Republican former Congressman Pat Toomey holds a 50-45 percent likely voter lead over Democratic U.S Rep. Joe Sestak in the race to be Pennsylvania’s next U.S. senator, while Republican Tom Corbett, the attorney general, is cruising with a 52-42 percent lead over Democrat Dan Onorato, the Allegheny County executive, in the race for governor, according to Quinnipiac University poll released today.
The GOP candidates’ domination among independent voters is the reason for their leads, the independent Quinnipiac University survey conducted by live interviewers and completed Saturday, finds. Toomey leads Sestak among independents 52-39 percent and Corbett does even better, leading 53-34 percent among independent voters.

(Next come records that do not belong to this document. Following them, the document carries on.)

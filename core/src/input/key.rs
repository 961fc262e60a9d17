//! Front-end independent key codes with string-based serialization

use std::fmt;

use serde::{Deserialize, Serialize};

macro_rules! keys {
    ($($variant:ident => $name:literal),* $(,)?) => {
        /// Physical keys the runtime understands.
        ///
        /// Front-ends translate their native key codes into this set.
        #[derive(Debug, Clone, Copy, PartialEq, Eq, Hash)]
        pub enum Key {
            $($variant),*
        }

        impl Key {
            pub const ALL: &'static [Key] = &[$(Key::$variant),*];

            /// Human-readable name used in `config.toml`
            pub fn name(self) -> &'static str {
                match self {
                    $(Key::$variant => $name),*
                }
            }

            /// Parse a key name (case-insensitive)
            pub fn from_name(s: &str) -> Option<Key> {
                Key::ALL
                    .iter()
                    .copied()
                    .find(|key| key.name().eq_ignore_ascii_case(s))
            }
        }
    };
}

keys! {
    A => "A", B => "B", C => "C", D => "D", E => "E", F => "F", G => "G",
    H => "H", I => "I", J => "J", K => "K", L => "L", M => "M", N => "N",
    O => "O", P => "P", Q => "Q", R => "R", S => "S", T => "T", U => "U",
    V => "V", W => "W", X => "X", Y => "Y", Z => "Z",

    Key0 => "0", Key1 => "1", Key2 => "2", Key3 => "3", Key4 => "4",
    Key5 => "5", Key6 => "6", Key7 => "7", Key8 => "8", Key9 => "9",

    F1 => "F1", F2 => "F2", F3 => "F3", F4 => "F4", F5 => "F5", F6 => "F6",
    F7 => "F7", F8 => "F8", F9 => "F9", F10 => "F10", F11 => "F11", F12 => "F12",

    Up => "Up", Down => "Down", Left => "Left", Right => "Right",

    Space => "Space",
    Enter => "Enter",
    Escape => "Escape",
    Tab => "Tab",
    Backspace => "Backspace",
    LeftShift => "LShift",
    RightShift => "RShift",
    LeftCtrl => "LCtrl",
    RightCtrl => "RCtrl",
    LeftAlt => "LAlt",
    RightAlt => "RAlt",
}

impl Key {
    /// Slot number for the number-row keys `1`..`9`
    pub fn digit(self) -> Option<u32> {
        match self {
            Key::Key1 => Some(1),
            Key::Key2 => Some(2),
            Key::Key3 => Some(3),
            Key::Key4 => Some(4),
            Key::Key5 => Some(5),
            Key::Key6 => Some(6),
            Key::Key7 => Some(7),
            Key::Key8 => Some(8),
            Key::Key9 => Some(9),
            _ => None,
        }
    }
}

impl fmt::Display for Key {
    fn fmt(&self, f: &mut fmt::Formatter<'_>) -> fmt::Result {
        f.write_str(self.name())
    }
}

impl Serialize for Key {
    fn serialize<S>(&self, serializer: S) -> Result<S::Ok, S::Error>
    where
        S: serde::Serializer,
    {
        serializer.serialize_str(self.name())
    }
}

impl<'de> Deserialize<'de> for Key {
    fn deserialize<D>(deserializer: D) -> Result<Self, D::Error>
    where
        D: serde::Deserializer<'de>,
    {
        let s = String::deserialize(deserializer)?;
        Key::from_name(&s)
            .ok_or_else(|| serde::de::Error::custom(format!("Unknown key name: '{}'", s)))
    }
}
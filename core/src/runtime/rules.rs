//! Per-tick game rules for the stand-in arcade shooter

use retroplay_shared::game_state::{Bullet, Enemy, GameState, SCREEN_HEIGHT, SCREEN_WIDTH};

use crate::input::ControlState;

/// Pixels the player moves per tick
pub const PLAYER_SPEED: i32 = 3;
/// Player sprite edge length
pub const PLAYER_SIZE: i32 = 20;
/// Enemy sprite edge length
pub const ENEMY_SIZE: i32 = 15;
/// Bullet sprite edge length
pub const BULLET_SIZE: i32 = 5;

const PLAYER_MIN: i32 = 10;
const PLAYER_MAX_X: i32 = SCREEN_WIDTH - 30;
const PLAYER_MAX_Y: i32 = SCREEN_HEIGHT - 30;
const ENEMY_EDGE: i32 = 10;
const ENEMY_MAX_X: i32 = SCREEN_WIDTH - 20;
const ENEMY_MAX_Y: i32 = SCREEN_HEIGHT - 20;

const FIRE_EVERY: u64 = 10;
const BULLET_SPEED: i32 = 5;
const HIT_RADIUS: u32 = 15;
const HIT_SCORE: u32 = 10;
const MIN_ENEMIES: usize = 3;
const LEVEL_CHECK_EVERY: u64 = 60;
const POINTS_PER_LEVEL: u32 = 100;

/// Advance one tick. Paused ticks only count the frame.
pub fn tick(state: &mut GameState, controls: ControlState, paused: bool) {
    if !paused {
        update(state, controls);
    }
    state.frame_count = state.frame_count.saturating_add(1);
}

fn update(state: &mut GameState, controls: ControlState) {
    // Cheats and loaded saves can put the player anywhere in i32 range
    let step = |pos: i32, delta: i32, max: i32| pos.saturating_add(delta).clamp(PLAYER_MIN, max);
    if controls.left {
        state.player_x = step(state.player_x, -PLAYER_SPEED, PLAYER_MAX_X);
    }
    if controls.right {
        state.player_x = step(state.player_x, PLAYER_SPEED, PLAYER_MAX_X);
    }
    if controls.up {
        state.player_y = step(state.player_y, -PLAYER_SPEED, PLAYER_MAX_Y);
    }
    if controls.down {
        state.player_y = step(state.player_y, PLAYER_SPEED, PLAYER_MAX_Y);
    }

    if controls.a && state.frame_count % FIRE_EVERY == 0 {
        state.bullets.push(Bullet {
            x: state.player_x.saturating_add(15),
            y: state.player_y,
            dx: BULLET_SPEED,
            dy: 0,
        });
    }

    for bullet in &mut state.bullets {
        bullet.x = bullet.x.saturating_add(bullet.dx);
        bullet.y = bullet.y.saturating_add(bullet.dy);
    }
    state.bullets.retain(|b| (0..=SCREEN_WIDTH).contains(&b.x));

    for enemy in &mut state.enemies {
        enemy.x = enemy.x.saturating_add(enemy.dx);
        enemy.y = enemy.y.saturating_add(enemy.dy);
        if enemy.x <= ENEMY_EDGE || enemy.x >= ENEMY_MAX_X {
            enemy.dx = enemy.dx.saturating_neg();
        }
        if enemy.y <= ENEMY_EDGE || enemy.y >= ENEMY_MAX_Y {
            enemy.dy = enemy.dy.saturating_neg();
        }
    }

    resolve_hits(state);

    if state.enemies.len() < MIN_ENEMIES {
        let n = state.enemies.len();
        state.enemies.push(Enemy {
            x: ENEMY_MAX_X,
            y: 50 + (n as i32 % 3) * 50,
            dx: -1,
            dy: 0,
            kind: (n % 3) as u8,
        });
    }

    if state.score > 0
        && state.score % POINTS_PER_LEVEL == 0
        && state.frame_count % LEVEL_CHECK_EVERY == 0
    {
        state.level = state.score / POINTS_PER_LEVEL + 1;
    }
}

/// Each bullet takes out at most one enemy.
fn resolve_hits(state: &mut GameState) {
    let mut i = 0;
    while i < state.bullets.len() {
        let bullet = state.bullets[i];
        let hit = state.enemies.iter().position(|e| {
            bullet.x.abs_diff(e.x) < HIT_RADIUS && bullet.y.abs_diff(e.y) < HIT_RADIUS
        });
        match hit {
            Some(e) => {
                state.bullets.remove(i);
                state.enemies.remove(e);
                state.score = state.score.saturating_add(HIT_SCORE);
            }
            None => i += 1,
        }
    }
}
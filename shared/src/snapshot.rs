//! Checksummed snapshot envelope for persisted game state.
//!
//! The checksum is the SHA-256 of the compact JSON encoding of the
//! [`GameState`] and is recomputed on every decode. A snapshot is only ever
//! accepted if the stored and recomputed digests agree.
//!
//! On disk a snapshot is a JSON object:
//!
//! ```json
//! {"timestamp": 1719400000.5, "datetime": "2024-06-26T11:06:40+00:00",
//!  "game_state": {...}, "version": "1.0", "checksum": "9f86d0..."}
//! ```

use chrono::{DateTime, Utc};
use serde::{Deserialize, Serialize};
use sha2::{Digest, Sha256};

use crate::game_state::GameState;

/// Snapshot format version written by this build
pub const FORMAT_VERSION: &str = "1.0";

/// A serialized, checksummed copy of [`GameState`].
#[derive(Debug, Clone, PartialEq, Serialize, Deserialize)]
pub struct Snapshot {
    /// Unix seconds when the snapshot was taken
    pub timestamp: f64,
    /// RFC 3339 rendering of `timestamp`
    #[serde(rename = "datetime")]
    pub iso_time: String,
    pub game_state: GameState,
    #[serde(rename = "version")]
    pub format_version: String,
    /// Lowercase hex SHA-256 of the canonical `game_state` encoding
    pub checksum: String,
}

#[derive(Debug, thiserror::Error)]
pub enum CodecError {
    #[error("snapshot checksum mismatch (stored {stored}, computed {computed})")]
    CorruptSnapshot { stored: String, computed: String },

    #[error("unsupported snapshot format version '{0}'")]
    UnsupportedVersion(String),

    #[error("snapshot is not a valid envelope: {0}")]
    Malformed(#[from] serde_json::Error),
}

impl CodecError {
    /// True for failures caused by damaged bytes rather than a newer format.
    pub fn is_corruption(&self) -> bool {
        matches!(self, CodecError::CorruptSnapshot { .. } | CodecError::Malformed(_))
    }
}

/// Canonical byte encoding used for the checksum.
pub fn canonical_bytes(state: &GameState) -> Result<Vec<u8>, CodecError> {
    Ok(serde_json::to_vec(state)?)
}

/// Hex SHA-256 over the canonical encoding of `state`.
pub fn checksum(state: &GameState) -> Result<String, CodecError> {
    let mut hasher = Sha256::new();
    hasher.update(canonical_bytes(state)?);
    Ok(hex::encode(hasher.finalize()))
}

/// Deep-copy `state` into a snapshot stamped with the current time.
pub fn encode(state: &GameState) -> Result<Snapshot, CodecError> {
    encode_at(state, Utc::now())
}

/// Deep-copy `state` into a snapshot stamped with `now`.
pub fn encode_at(state: &GameState, now: DateTime<Utc>) -> Result<Snapshot, CodecError> {
    let game_state = state.clone();
    let checksum = checksum(&game_state)?;
    Ok(Snapshot {
        timestamp: now.timestamp_millis() as f64 / 1000.0,
        iso_time: now.to_rfc3339(),
        game_state,
        format_version: FORMAT_VERSION.to_string(),
        checksum,
    })
}

/// Verify `snapshot` and return its game state.
///
/// The version is checked first so a newer envelope is reported as
/// unsupported rather than corrupt.
pub fn decode(snapshot: &Snapshot) -> Result<GameState, CodecError> {
    if snapshot.format_version != FORMAT_VERSION {
        return Err(CodecError::UnsupportedVersion(snapshot.format_version.clone()));
    }

    let computed = checksum(&snapshot.game_state)?;
    if !computed.eq_ignore_ascii_case(&snapshot.checksum) {
        return Err(CodecError::CorruptSnapshot {
            stored: snapshot.checksum.clone(),
            computed,
        });
    }

    Ok(snapshot.game_state.clone())
}

/// Serialize a snapshot to its on-disk JSON envelope.
pub fn to_bytes(snapshot: &Snapshot) -> Result<Vec<u8>, CodecError> {
    Ok(serde_json::to_vec_pretty(snapshot)?)
}

/// Parse an on-disk envelope. Does not verify the checksum; see [`decode`].
pub fn from_bytes(bytes: &[u8]) -> Result<Snapshot, CodecError> {
    Ok(serde_json::from_slice(bytes)?)
}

“The candidates each hold their party bases pretty well, each getting more than 80 percent of the votes of their own party members,” said Peter A. Brown, assistant director of the Quinnipiac University Polling Institute. “But it is independent voters, as is often the case in close elections that swings the balance of power.”
In the governor’s race overall, 6 percent of likely voters are undecided and 14 percent of voters who name a candidate say they might change their mind. More Onorato supporters, 17 percent, say that is the case than the 11 percent of Corbett backers.
“It is difficult to see how Dan Onorato becomes Pennsylvania’s next governor,” said Brown.
Likely voters give Onorato a 40-36 percent favorability rating compared to Corbett’s 51-25 percent rating.
In the Senate race, 5 percent of likely voters are undecided and 13 percent of those who name a candidate say they might change their mind. Here too, slightly more of the Democratic candidate’s supporters say they might change their mind than those backing Toomey.
Toomey’s favorable/unfavorable ratio is 47-32 percent compared to Sestak’s 40-40 percent split with the likely voter pool.
“The Senate race has been neck-and-neck most of the way with Toomey slightly ahead. It looks like that is how the candidates will cross the finish line,” said Brown.
From October 25-30, Quinnipiac University surveyed 1,244 Pennsylvania likely voters, with a margin of error of +/- 2.8 percentage points.
The Quinnipiac University Poll, directed by Douglas Schwartz, conducts public opinion surveys in Pennsylvania, New York, New Jersey, Connecticut, Florida, Ohio, and the nation as a public service and for research.